Friday, September 27, 2013

Sizzle or Steak?




The other day a clerk asked me what wonderful thing happened that day. Isn't that the best opening line?

I told him I was proud of some writing I had done that day. He said, "When your book becomes a bestseller will you give me $5.00?"

 "Sure," I said. "Then you will have to buy my book. And, are you going to wait until it’s a bestseller?"

Sorry dear readers that I can't offer you a chance to win a million dollars, as magazines do, if you buy my book, Don’t Tell Mommy, but Ed Mahan isn't behind The Publishers Clearinghouse anymore.

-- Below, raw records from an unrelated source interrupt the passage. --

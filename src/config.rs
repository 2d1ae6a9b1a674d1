//! Plain configuration values handed in by whatever parses the user's configuration.
use alloc::string::{String, ToString};
use alloc::vec::Vec;
use core::str::FromStr;
use core::time::Duration;

use crate::error::{ConfigError, Result};

/// Maximum depth of a USB port path
pub const MAX_USB_PORTS: usize = 7;

/// Physical USB position: bus number and the chain of hub ports leading to the device.
#[derive(Clone, Debug, PartialEq, Eq)]
pub struct UsbLocation {
    pub bus: u8,
    pub ports: Vec<u8>,
}

impl FromStr for UsbLocation {
    type Err = ConfigError;

    /// Parses the `bus-port.port.port` form, e.g. `1-4.2`.
    fn from_str(s: &str) -> core::result::Result<Self, Self::Err> {
        let bad = || ConfigError::InvalidLocation(s.to_string());
        let (bus, rest) = s.split_once('-').ok_or_else(bad)?;
        let bus = bus.parse().map_err(|_| bad())?;
        let ports = rest
            .split('.')
            .map(|p| p.parse::<u8>().map_err(|_| bad()))
            .collect::<core::result::Result<Vec<_>, _>>()?;
        if ports.is_empty() || ports.len() > MAX_USB_PORTS {
            return Err(bad());
        }
        Ok(UsbLocation { bus, ports })
    }
}

/// Which physical device to pick.  The first enumerated device whose (vid, pid) is in `ids`
/// wins; when `serial` is set it must equal the device serial string exactly.
#[derive(Clone, Debug, Default, PartialEq, Eq)]
pub struct MatchCriteria {
    pub ids: Vec<(u16, u16)>,
    pub serial: Option<String>,
    pub location: Option<UsbLocation>,
}

impl MatchCriteria {
    pub fn new(ids: &[(u16, u16)]) -> Self {
        Self {
            ids: ids.to_vec(),
            serial: None,
            location: None,
        }
    }

    /// Build from a list terminated by a `(0, 0)` entry.  Anything after the terminator is
    /// ignored.
    pub fn from_terminated(ids: &[(u16, u16)]) -> Result<Self> {
        let ids: Vec<_> = ids.iter().copied().take_while(|&(v, p)| v != 0 || p != 0).collect();
        if ids.is_empty() {
            return Err(ConfigError::EmptyMatchList.into());
        }
        Ok(Self::new(&ids))
    }

    pub fn with_serial(mut self, serial: &str) -> Self {
        self.serial = Some(serial.to_string());
        self
    }

    pub fn with_location(mut self, location: UsbLocation) -> Self {
        self.location = Some(location);
        self
    }

    pub fn matches_id(&self, vid: u16, pid: u16) -> bool {
        self.ids.iter().any(|&(v, p)| v == vid && p == pid)
    }

    /// Exact comparison, never a prefix match
    pub fn matches_serial(&self, serial: Option<&str>) -> bool {
        match &self.serial {
            None => true,
            Some(wanted) => serial == Some(wanted.as_str()),
        }
    }

    pub fn matches_location(&self, bus: u8, ports: &[u8]) -> bool {
        match &self.location {
            None => true,
            Some(loc) => loc.bus == bus && loc.ports == ports,
        }
    }
}

#[derive(Clone, Copy, Debug, PartialEq, Eq)]
pub enum BackendKind {
    Usb,
    Hid,
    Ftdi,
    Loopback,
}

impl FromStr for BackendKind {
    type Err = ConfigError;

    fn from_str(s: &str) -> core::result::Result<Self, Self::Err> {
        match s {
            "usb" | "usb_bulk" => Ok(BackendKind::Usb),
            "hid" => Ok(BackendKind::Hid),
            "ftdi" | "ft232r" => Ok(BackendKind::Ftdi),
            "loopback" => Ok(BackendKind::Loopback),
            other => Err(ConfigError::UnknownBackend(other.to_string())),
        }
    }
}

/// Wire format spoken by the adapter on the other end of the backend
#[derive(Clone, Copy, Debug, PartialEq, Eq)]
pub enum CodecKind {
    SyncBitbang,
    DapJtagSequence,
}

#[derive(Clone, Debug)]
pub struct AdapterConfig {
    pub backend: BackendKind,
    pub codec: CodecKind,
    pub criteria: MatchCriteria,
    pub speed_khz: u32,
    pub timeout: Duration,
    /// Overrides the backend's packet size when set
    pub packet_size: Option<usize>,
}

impl Default for AdapterConfig {
    fn default() -> Self {
        Self {
            backend: BackendKind::Usb,
            codec: CodecKind::DapJtagSequence,
            criteria: MatchCriteria::default(),
            speed_khz: 1000,
            timeout: Duration::from_millis(1000),
            packet_size: None,
        }
    }
}

impl AdapterConfig {
    pub fn new(backend: BackendKind, codec: CodecKind) -> Self {
        Self {
            backend,
            codec,
            ..Self::default()
        }
    }

    pub fn with_criteria(mut self, criteria: MatchCriteria) -> Self {
        self.criteria = criteria;
        self
    }

    pub fn with_speed_khz(mut self, khz: u32) -> Self {
        self.speed_khz = khz;
        self
    }

    pub fn with_timeout(mut self, timeout: Duration) -> Self {
        self.timeout = timeout;
        self
    }

    pub fn with_packet_size(mut self, size: usize) -> Self {
        self.packet_size = Some(size);
        self
    }
}

/// A flash bank as declared in the configuration
#[derive(Clone, Debug, PartialEq, Eq)]
pub struct BankConfig {
    pub name: String,
    pub base: u32,
    pub size: u32,
    pub chip_width: u8,
    pub bus_width: u8,
}

impl BankConfig {
    pub fn new(name: &str, base: u32, size: u32) -> Self {
        Self {
            name: name.to_string(),
            base,
            size,
            chip_width: 4,
            bus_width: 4,
        }
    }
}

And, rats, I never won't their sweepstakes either.

Have you ever read through, glanced at, or skipped to the last page of one of those get-rich-quick schemes prevalent on the Internet?

Make $8,000 a week they say.  A Million a year.

Okay, their hype looks good. They have testimonials, bank receipts, a professional-looking website. You read, you scroll and scroll, and read, and read. Heavens, their copy goes on forever. “People do not want a lot of copy,” say marketing experts.  “People do not like to read large blocks of print,” say the ad people. Yet these people are long-winded, and it must work for they are still on the Internet. Is there some reasoning that if there are many, many, many words the product has value?

Finally at long last you come to the bottom page. Maybe the price is there, maybe not. Maybe you will get some CDs, or a download, maybe not.

Do any of these sites actually tell you HOW-TO earn all that money? Or are they trying to get you to send out more of those ads so they can rake in the $29.99 or $299.00, or whatever, and then they tell you how-to send out more ads like the one you just read.

Just wondering…

I’m old school. I believe in selling the steak rather than the sizzle.

This was before your time, but there was a person on the radio, and later on television, named Arthur Godfrey who had a reputation for promoting only ads that he believed in, and it worked. People trusted him and bought the products he endorsed.  (He endorsed cigarettes until convinced they caused cancer, he then joined the anti-cigarette campaign.)

As you can see I’m not a marketing person. The trouble is if people don’t know your product is available they can’t buy it.

Ah, there’s the rub.
P.S. A perfect copy, but not the real thing. This looks like Bear and Obi Kitty Kenobi when Obi was a kitten.